● **Work instructions**
Using the listing below, extract each line that has the word "coerced" in it.

>>>>>

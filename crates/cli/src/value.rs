// SPDX-License-Identifier: BUSL-1.1
// Copyright (c) 2026 Alfred Jean LLC

//! Scalar value model shared by the manifest, transport and instrument.
//!
//! The controller speaks four scalar kinds (`float`, `int`, `bool`, `str`).
//! Manifest documents declare them, the wire codec serializes them (bool
//! travels as int), and the instrument coerces payload elements back into
//! them. Response payloads may additionally contain lists, which get their
//! own [`WireValue`] variant.

use serde::{Deserialize, Serialize};

use crate::error::{BridgeError, Result};

/// Declared scalar kind of a parameter value or command argument.
#[derive(Debug, Clone, Copy, PartialEq, Eq, Serialize, Deserialize)]
#[serde(rename_all = "lowercase")]
pub enum ScalarType {
    Float,
    Int,
    Bool,
    Str,
}

impl ScalarType {
    pub fn as_str(&self) -> &'static str {
        match self {
            Self::Float => "float",
            Self::Int => "int",
            Self::Bool => "bool",
            Self::Str => "str",
        }
    }
}

impl std::fmt::Display for ScalarType {
    fn fmt(&self, f: &mut std::fmt::Formatter<'_>) -> std::fmt::Result {
        f.write_str(self.as_str())
    }
}

/// A typed scalar as it appears in manifest documents and argument maps.
///
/// Untagged, so YAML/JSON scalars deserialize into the natural variant.
/// Variant order matters: bool before int before float, otherwise `true`
/// would parse as a string and `3` as a float.
#[derive(Debug, Clone, PartialEq, Serialize, Deserialize)]
#[serde(untagged)]
pub enum ScalarValue {
    Bool(bool),
    Int(i64),
    Float(f64),
    Str(String),
}

impl ScalarValue {
    /// The natural scalar kind of this value.
    pub fn scalar_type(&self) -> ScalarType {
        match self {
            Self::Bool(_) => ScalarType::Bool,
            Self::Int(_) => ScalarType::Int,
            Self::Float(_) => ScalarType::Float,
            Self::Str(_) => ScalarType::Str,
        }
    }

    /// Coerce into the declared scalar kind.
    ///
    /// Mirrors the controller's own tolerance: numbers convert freely,
    /// bools become 0/1, and strings are parsed. A value that cannot be
    /// represented in the target kind is an [`BridgeError::InvalidArgument`].
    pub fn coerce(&self, target: ScalarType) -> Result<ScalarValue> {
        match target {
            ScalarType::Float => self.as_f64().map(ScalarValue::Float),
            ScalarType::Int => self.as_i64().map(ScalarValue::Int),
            ScalarType::Bool => self.as_bool().map(ScalarValue::Bool),
            ScalarType::Str => Ok(ScalarValue::Str(self.render())),
        }
    }

    pub fn as_f64(&self) -> Result<f64> {
        match self {
            Self::Float(v) => Ok(*v),
            Self::Int(v) => Ok(*v as f64),
            Self::Bool(v) => Ok(if *v { 1.0 } else { 0.0 }),
            Self::Str(text) => text.trim().parse::<f64>().map_err(|_| {
                BridgeError::invalid_argument(format!("cannot coerce '{text}' to float"))
            }),
        }
    }

    pub fn as_i64(&self) -> Result<i64> {
        match self {
            Self::Int(v) => Ok(*v),
            Self::Float(v) => {
                if v.is_finite() {
                    Ok(v.trunc() as i64)
                } else {
                    Err(BridgeError::invalid_argument(format!(
                        "cannot coerce non-finite float {v} to int"
                    )))
                }
            }
            Self::Bool(v) => Ok(i64::from(*v)),
            Self::Str(text) => text.trim().parse::<i64>().map_err(|_| {
                BridgeError::invalid_argument(format!("cannot coerce '{text}' to int"))
            }),
        }
    }

    pub fn as_bool(&self) -> Result<bool> {
        match self {
            Self::Bool(v) => Ok(*v),
            Self::Int(v) => Ok(*v != 0),
            Self::Float(v) => Ok(*v != 0.0),
            Self::Str(text) => match text.trim().to_ascii_lowercase().as_str() {
                "1" | "true" | "yes" | "on" => Ok(true),
                "0" | "false" | "no" | "off" => Ok(false),
                _ => Err(BridgeError::invalid_argument(format!(
                    "cannot coerce '{text}' to bool"
                ))),
            },
        }
    }

    /// Render as the string the controller would echo back.
    pub fn render(&self) -> String {
        match self {
            Self::Bool(v) => v.to_string(),
            Self::Int(v) => v.to_string(),
            Self::Float(v) => v.to_string(),
            Self::Str(text) => text.clone(),
        }
    }

    pub fn to_json(&self) -> serde_json::Value {
        match self {
            Self::Bool(v) => serde_json::Value::Bool(*v),
            Self::Int(v) => serde_json::Value::from(*v),
            Self::Float(v) => serde_json::Value::from(*v),
            Self::Str(text) => serde_json::Value::String(text.clone()),
        }
    }
}

impl std::fmt::Display for ScalarValue {
    fn fmt(&self, f: &mut std::fmt::Formatter<'_>) -> std::fmt::Result {
        f.write_str(&self.render())
    }
}

/// A value as decoded from a controller response payload.
///
/// Payload elements are scalars (bool arrives as int) or nested lists,
/// e.g. the names list returned by `Signals_NamesGet`.
#[derive(Debug, Clone, PartialEq, Serialize)]
#[serde(untagged)]
pub enum WireValue {
    Int(i64),
    Float(f64),
    Str(String),
    List(Vec<WireValue>),
}

impl WireValue {
    /// Coerce a payload element into the declared parameter kind.
    pub fn coerce_scalar(&self, target: ScalarType) -> Result<ScalarValue> {
        match self {
            Self::Int(v) => ScalarValue::Int(*v).coerce(target),
            Self::Float(v) => ScalarValue::Float(*v).coerce(target),
            Self::Str(text) => ScalarValue::Str(text.clone()).coerce(target),
            Self::List(_) => Err(BridgeError::protocol(
                "cannot coerce a list payload element to a scalar",
            )),
        }
    }

    pub fn as_f64(&self) -> Result<f64> {
        match self {
            Self::Int(v) => Ok(*v as f64),
            Self::Float(v) => Ok(*v),
            Self::Str(_) | Self::List(_) => Err(BridgeError::protocol(format!(
                "payload element {self:?} is not numeric"
            ))),
        }
    }

    pub fn to_json(&self) -> serde_json::Value {
        match self {
            Self::Int(v) => serde_json::Value::from(*v),
            Self::Float(v) => serde_json::Value::from(*v),
            Self::Str(text) => serde_json::Value::String(text.clone()),
            Self::List(items) => {
                serde_json::Value::Array(items.iter().map(WireValue::to_json).collect())
            }
        }
    }
}

#[cfg(test)]
#[path = "value_tests.rs"]
mod tests;
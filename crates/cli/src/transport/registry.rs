// SPDX-License-Identifier: BUSL-1.1
// Copyright (c) 2026 Alfred Jean LLC

//! Command registry: the declared wire surface derived from the manifest.
//!
//! Every read, write and action command contributes one entry describing
//! its argument names, wire types and declared order. The registry drives
//! argument normalization (exact name match first, then a case- and
//! non-alphanumeric-insensitive fallback) and wire serialization order, and
//! is the source of `available_commands()`.

use std::collections::HashMap;

use indexmap::IndexMap;

use crate::error::{BridgeError, Result};
use crate::manifest::Manifest;
use crate::value::{ScalarType, ScalarValue};

/// One declared command argument.
#[derive(Debug, Clone, PartialEq)]
pub struct ArgSpec {
    pub name: String,
    pub wire_type: ScalarType,
    pub required: bool,
    /// Fixed value from the manifest, used when the caller omits the key.
    pub default: Option<ScalarValue>,
}

/// One declared wire command with its ordered argument list.
#[derive(Debug, Clone, PartialEq)]
pub struct CommandSpec {
    pub name: String,
    pub args: Vec<ArgSpec>,
}

#[derive(Debug, Clone, Default)]
pub struct CommandRegistry {
    commands: IndexMap<String, CommandSpec>,
    /// normalized name -> exact name, first declaration wins.
    normalized: HashMap<String, String>,
}

/// Case- and non-alphanumeric-insensitive key used for fallback matching.
pub fn normalize_key(value: &str) -> String {
    value.chars().filter(|c| c.is_ascii_alphanumeric()).map(|c| c.to_ascii_lowercase()).collect()
}

impl CommandRegistry {
    /// Build the registry from a manifest's read, write and action
    /// commands. A command declared by several specs keeps the union of
    /// its argument declarations (first declaration of each arg wins).
    pub fn from_manifest(manifest: &Manifest) -> Self {
        let mut registry = Self::default();

        for spec in manifest.parameters.values() {
            if let Some(get_cmd) = &spec.get_cmd {
                let args = fixed_args_only(&get_cmd.args);
                registry.declare(&get_cmd.command, args);
            }
            if let Some(set_cmd) = &spec.set_cmd {
                let mut args = vec![ArgSpec {
                    name: set_cmd.value_arg.clone(),
                    wire_type: spec.value_type,
                    required: true,
                    default: None,
                }];
                args.extend(fixed_args_only(&set_cmd.args));
                for field in &set_cmd.arg_fields {
                    args.push(ArgSpec {
                        name: field.name.clone(),
                        wire_type: field.r#type,
                        required: field.required,
                        default: None,
                    });
                }
                registry.declare(&set_cmd.command, args);
            }
        }

        for spec in manifest.actions.values() {
            let cmd = &spec.action_cmd;
            let mut args = Vec::new();
            for name in cmd.declared_args() {
                args.push(ArgSpec {
                    wire_type: cmd.arg_type(&name),
                    required: cmd
                        .arg_fields
                        .iter()
                        .any(|f| f.name == name && f.required),
                    default: cmd.args.get(&name).cloned(),
                    name,
                });
            }
            registry.declare(&cmd.command, args);
        }

        registry
    }

    fn declare(&mut self, command: &str, args: Vec<ArgSpec>) {
        match self.commands.get_mut(command) {
            Some(existing) => {
                for arg in args {
                    if !existing.args.iter().any(|a| a.name == arg.name) {
                        existing.args.push(arg);
                    }
                }
            }
            None => {
                self.normalized
                    .entry(normalize_key(command))
                    .or_insert_with(|| command.to_owned());
                self.commands
                    .insert(command.to_owned(), CommandSpec { name: command.to_owned(), args });
            }
        }
    }

    /// Sorted unique command names.
    pub fn command_names(&self) -> Vec<String> {
        let mut names: Vec<String> = self.commands.keys().cloned().collect();
        names.sort();
        names
    }

    /// Resolve a command by exact name, falling back to the normalized
    /// index.
    pub fn resolve(&self, command: &str) -> Result<&CommandSpec> {
        if let Some(spec) = self.commands.get(command) {
            return Ok(spec);
        }
        if let Some(exact) = self.normalized.get(&normalize_key(command)) {
            if let Some(spec) = self.commands.get(exact) {
                return Ok(spec);
            }
        }
        Err(BridgeError::CommandUnavailable(format!(
            "command '{command}' is not declared in the manifest"
        )))
    }

    /// Normalize a caller argument map against the command declaration.
    ///
    /// Returns `(name, value)` pairs in declared wire order with every
    /// value coerced to its declared wire type (`bool` coerces to int on
    /// the wire, which the codec handles). Unknown keys, missing required
    /// keys and failed coercions are [`BridgeError::InvalidArgument`].
    pub fn normalize_args(
        &self,
        command: &str,
        args: &IndexMap<String, ScalarValue>,
    ) -> Result<Vec<(String, ScalarValue)>> {
        let spec = self.resolve(command)?;

        if spec.args.is_empty() {
            if args.is_empty() {
                return Ok(Vec::new());
            }
            let unexpected = args.keys().cloned().collect::<Vec<_>>().join(", ");
            return Err(BridgeError::invalid_argument(format!(
                "command '{}' does not take arguments; unexpected: {unexpected}",
                spec.name
            )));
        }

        // Match caller keys to declared args: exact first, normalized second.
        let mut provided: HashMap<&str, &ScalarValue> = HashMap::new();
        for (key, value) in args {
            let declared = spec
                .args
                .iter()
                .find(|a| a.name == *key)
                .or_else(|| {
                    let wanted = normalize_key(key);
                    spec.args.iter().find(|a| normalize_key(&a.name) == wanted)
                });
            let Some(declared) = declared else {
                let allowed =
                    spec.args.iter().map(|a| a.name.as_str()).collect::<Vec<_>>().join(", ");
                return Err(BridgeError::invalid_argument(format!(
                    "unexpected argument '{key}' for command '{}'; allowed: {allowed}",
                    spec.name
                )));
            };
            provided.insert(declared.name.as_str(), value);
        }

        let mut normalized = Vec::with_capacity(spec.args.len());
        for declared in &spec.args {
            let raw = provided
                .get(declared.name.as_str())
                .copied()
                .cloned()
                .or_else(|| declared.default.clone());
            let Some(raw) = raw else {
                if declared.required {
                    return Err(BridgeError::invalid_argument(format!(
                        "missing required argument '{}' for command '{}'",
                        declared.name, spec.name
                    )));
                }
                continue;
            };
            let coerced = raw.coerce(declared.wire_type).map_err(|e| {
                BridgeError::invalid_argument(format!(
                    "argument '{}' for command '{}': {e}",
                    declared.name, spec.name
                ))
            })?;
            normalized.push((declared.name.clone(), coerced));
        }

        Ok(normalized)
    }
}

fn fixed_args_only(args: &IndexMap<String, ScalarValue>) -> Vec<ArgSpec> {
    args.iter()
        .map(|(name, value)| ArgSpec {
            name: name.clone(),
            wire_type: value.scalar_type(),
            required: false,
            default: Some(value.clone()),
        })
        .collect()
}

#[cfg(test)]
#[path = "registry_tests.rs"]
mod tests;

<<<<<

● **Answer box**
    /// value coerced to its declared wire type (`bool` coerces to int on
            let coerced = raw.coerce(declared.wire_type).map_err(|e| {
            normalized.push((declared.name.clone(), coerced));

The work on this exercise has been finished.